Al abrir los ojos, noté que tenía una terrible jaqueca y que las náuseas se me habían instalado en la boca del estómago.
—¿Se encuentra bien, señora?
La cara de Artemi Dujok estaba inusitadamente cerca. Enseguida comprendí que me habían tumbado en el suelo de la iglesia de Santa María y que el armenio se había apresurado a atenderme. Su gesto, sin embargo, no era de apremio. Y eso me tranquilizó.

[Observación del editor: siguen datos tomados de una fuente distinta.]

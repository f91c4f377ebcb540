#![cfg(test)]
use std::time::Duration;

use chrono::{Days, Utc};
use eonet_ingestor::{
    models::{date_range::DateRange, events_request::EventsRequest},
    providers::{
        EventProvider,
        eonet_rest::{EonetProvider, provider::DEFAULT_BASE_URL},
    },
    transform::flatten_events,
};
use serial_test::serial;

#[tokio::test]
#[serial]
#[ignore]
async fn test_eonet_provider_fetch_events() {
    // Hits the public API. Set EONET_BASE_URL in .env to point at a mirror.
    let _ = dotenvy::dotenv();
    let base_url = std::env::var("EONET_BASE_URL").unwrap_or_else(|_| DEFAULT_BASE_URL.to_string());

    let provider =
        EonetProvider::new(base_url, Duration::from_secs(30)).expect("Failed to create EonetProvider");

    let today = Utc::now().date_naive();
    let range = DateRange::new(today.checked_sub_days(Days::new(30)).unwrap(), today).unwrap();
    let mut request = EventsRequest::for_range(range);
    request.limit = Some(5);

    let result = provider.fetch_events(&request).await;
    assert!(result.is_ok(), "fetch_events returned an error: {:?}", result.err());

    let payload = result.unwrap();
    assert!(payload.events.len() <= 5, "Expected at most 5 events due to limit");

    let flat = flatten_events(&payload);
    assert_eq!(flat.events.len(), payload.events.len());
    assert!(flat.occurrences.len() >= flat.events.len());
}
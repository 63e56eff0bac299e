//! Secondary effects and the shared helpers that apply stage and status
//! changes with their events.

use rand::Rng;

use super::{inflict, EffectState, Status, Volatile};
use crate::events::BattleEvent;
use crate::moves::{EffectTarget, Secondary, SecondaryEffect};
use crate::prng;
use crate::state::{BattleState, CombatantRef};
use crate::stats::BoostStat;

/// Outcome of a secondary effect's chance roll.
#[derive(Clone, Copy, Debug, PartialEq, Eq)]
pub enum SecondaryRoll {
    Triggered,
    NotTriggered,
}

pub fn roll_secondary<R: Rng + ?Sized>(rng: &mut R, chance: u8) -> SecondaryRoll {
    if prng::chance(rng, chance) {
        SecondaryRoll::Triggered
    } else {
        SecondaryRoll::NotTriggered
    }
}

/// Apply stage changes, emitting a change or a "won't go any further" event
/// per stat. Returns true if any stage moved.
pub fn apply_boosts(
    state: &mut BattleState,
    target: CombatantRef,
    changes: &[(BoostStat, i8)],
    events: &mut Vec<BattleEvent>,
) -> bool {
    let combatant = state.combatant_mut(target);
    let mut changed = false;
    for &(stat, delta) in changes {
        let applied = combatant.boosts.apply(stat, delta);
        if applied == 0 {
            events.push(BattleEvent::BoostCapped {
                target,
                stat,
                rising: delta > 0,
            });
        } else {
            changed = true;
            events.push(BattleEvent::BoostChanged {
                target,
                stat,
                delta: applied,
            });
        }
    }
    changed
}

/// Try to inflict a status. Failures are only reported when `report_failure`
/// is set (status moves report, secondary effects stay silent).
pub fn apply_status<R: Rng + ?Sized>(
    state: &mut BattleState,
    target: CombatantRef,
    status: Status,
    source: Option<CombatantRef>,
    rng: &mut R,
    events: &mut Vec<BattleEvent>,
    report_failure: bool,
) -> bool {
    let combatant = &mut state.sides[target.side.index()].roster[target.slot as usize];
    match inflict(combatant, status, source, rng, &state.rules) {
        Ok(()) => {
            events.push(BattleEvent::StatusInflicted { target, status });
            true
        }
        Err(reason) => {
            if report_failure {
                events.push(BattleEvent::StatusFailed {
                    target,
                    status,
                    reason,
                });
            }
            false
        }
    }
}

/// Roll and apply a move's secondary effect after it dealt damage.
pub fn apply_secondary<R: Rng + ?Sized>(
    state: &mut BattleState,
    user: CombatantRef,
    target: CombatantRef,
    secondary: &Secondary,
    rng: &mut R,
    events: &mut Vec<BattleEvent>,
) {
    if roll_secondary(rng, secondary.chance) == SecondaryRoll::NotTriggered {
        return;
    }

    let recipient = match secondary.target {
        EffectTarget::User => user,
        EffectTarget::Foe => target,
    };
    if state.combatant(recipient).is_fainted() {
        return;
    }

    match secondary.effect {
        SecondaryEffect::Status(status) => {
            apply_status(state, recipient, status, Some(user), rng, events, false);
        }
        SecondaryEffect::Boosts(changes) => {
            apply_boosts(state, recipient, changes, events);
        }
        SecondaryEffect::Flinch => {
            let flinch = EffectState::new(Volatile::Flinch).with_source(Some(user));
            state.combatant_mut(recipient).add_volatile(flinch);
        }
    }
}
//! Input file formats.

use std::fs;
use std::path::Path;

use anyhow::{Context, Result};
use battle_engine::{Action, Ruleset, TeamSpec};
use serde::de::DeserializeOwned;
use serde::Deserialize;

/// `--teams` file: both rosters, lead first.
#[derive(Deserialize, Debug)]
pub struct TeamsFile {
    pub p1: TeamSpec,
    pub p2: TeamSpec,
    /// Used when `--rules` is not given.
    #[serde(default)]
    pub rules: Option<Ruleset>,
}

/// `--script` file: teams plus every turn's actions.
#[derive(Deserialize, Debug)]
pub struct Script {
    pub seed: u64,
    pub p1: TeamSpec,
    pub p2: TeamSpec,
    #[serde(default)]
    pub rules: Option<Ruleset>,
    /// One `[p1, p2]` pair per step, replacement phases included.
    pub turns: Vec<[Action; 2]>,
}

pub fn read_json<T: DeserializeOwned>(path: &Path) -> Result<T> {
    let text = fs::read_to_string(path).with_context(|| format!("reading {}", path.display()))?;
    serde_json::from_str(&text).with_context(|| format!("parsing {}", path.display()))
}
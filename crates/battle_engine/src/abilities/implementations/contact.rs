//! Abilities that punish contact moves.
//!
//! Called via `OnDamagingHit` after the holder takes damage.

use rand::RngCore;

use crate::conditions::{apply_status, Status};
use crate::events::{BattleEvent, DamageCause};
use crate::moves::Move;
use crate::prng;
use crate::state::{BattleState, CombatantRef};

const CONTACT_STATUS_CHANCE: u8 = 30;

fn contact_status(
    state: &mut BattleState,
    owner: CombatantRef,
    attacker: CombatantRef,
    move_data: &'static Move,
    status: Status,
    rng: &mut dyn RngCore,
    events: &mut Vec<BattleEvent>,
) {
    if !move_data.makes_contact() || state.combatant(attacker).is_fainted() {
        return;
    }
    if !prng::chance(rng, CONTACT_STATUS_CHANCE) {
        return;
    }
    if crate::conditions::can_inflict(state.combatant(attacker), status).is_err() {
        return;
    }
    events.push(BattleEvent::AbilityActivated {
        owner,
        ability: state.combatant(owner).ability.name(),
    });
    apply_status(state, attacker, status, Some(owner), rng, events, false);
}

pub fn static_ability(
    state: &mut BattleState,
    owner: CombatantRef,
    attacker: CombatantRef,
    move_data: &'static Move,
    _damage: u16,
    rng: &mut dyn RngCore,
    events: &mut Vec<BattleEvent>,
) {
    contact_status(state, owner, attacker, move_data, Status::Paralysis, rng, events);
}

pub fn flame_body(
    state: &mut BattleState,
    owner: CombatantRef,
    attacker: CombatantRef,
    move_data: &'static Move,
    _damage: u16,
    rng: &mut dyn RngCore,
    events: &mut Vec<BattleEvent>,
) {
    contact_status(state, owner, attacker, move_data, Status::Burn, rng, events);
}

pub fn poison_point(
    state: &mut BattleState,
    owner: CombatantRef,
    attacker: CombatantRef,
    move_data: &'static Move,
    _damage: u16,
    rng: &mut dyn RngCore,
    events: &mut Vec<BattleEvent>,
) {
    contact_status(state, owner, attacker, move_data, Status::Poison, rng, events);
}

/// Rough Skin: contact attackers lose 1/8 of their max HP.
pub fn rough_skin(
    state: &mut BattleState,
    owner: CombatantRef,
    attacker: CombatantRef,
    move_data: &'static Move,
    _damage: u16,
    _rng: &mut dyn RngCore,
    events: &mut Vec<BattleEvent>,
) {
    if !move_data.makes_contact() || state.combatant(attacker).is_fainted() {
        return;
    }
    events.push(BattleEvent::AbilityActivated {
        owner,
        ability: state.combatant(owner).ability.name(),
    });
    let target = state.combatant_mut(attacker);
    let amount = target.fraction_of_max(1, 8);
    let dealt = target.take_damage(amount);
    events.push(BattleEvent::ResidualDamage {
        target: attacker,
        amount: dealt,
        remaining: target.hp,
        cause: DamageCause::RoughSkin,
    });
}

—¿Qué… qué ha pasado? —balbuceé.
—Felicidades. Ha logrado activar la adamanta —dijo con una sonrisa.
—¿De veras?
—Sí.
—De repente todo desapareció a mi alrededor —gimoteé—. Se volvió oscuro. Y pensé… pensé…
—Cálmese. No le ha pasado nada, señora. Tan sólo que, al exponerse a su fuerte campo electromagnético, se ha desvanecido. Suele ocurrir. En cuanto se incorpore y beba algo de líquido, se recuperará enseguida.
Pero no era mi salud lo que más me importaba en ese momento.
—¿Y ahora qué va a pasar? —pregunté.
—Muy fácil. Su piedra nos ayudará a cumplir con lo que todo fiel busca en un templo como éste —sentenció—. Hablar con Dios.
Mi mueca de disgusto no le pasó desapercibida.
—Pensé que a quien buscábamos era a Martin —protesté.
—Dios lo es todo, señora. Y eso incluye también a su marido. Por eso, gracias al don que duerme en su interior, le hemos enviado una señal.
—¿Una señal? —Palidecí—. ¿A Dios?
—Y a la piedra de Martin, naturalmente.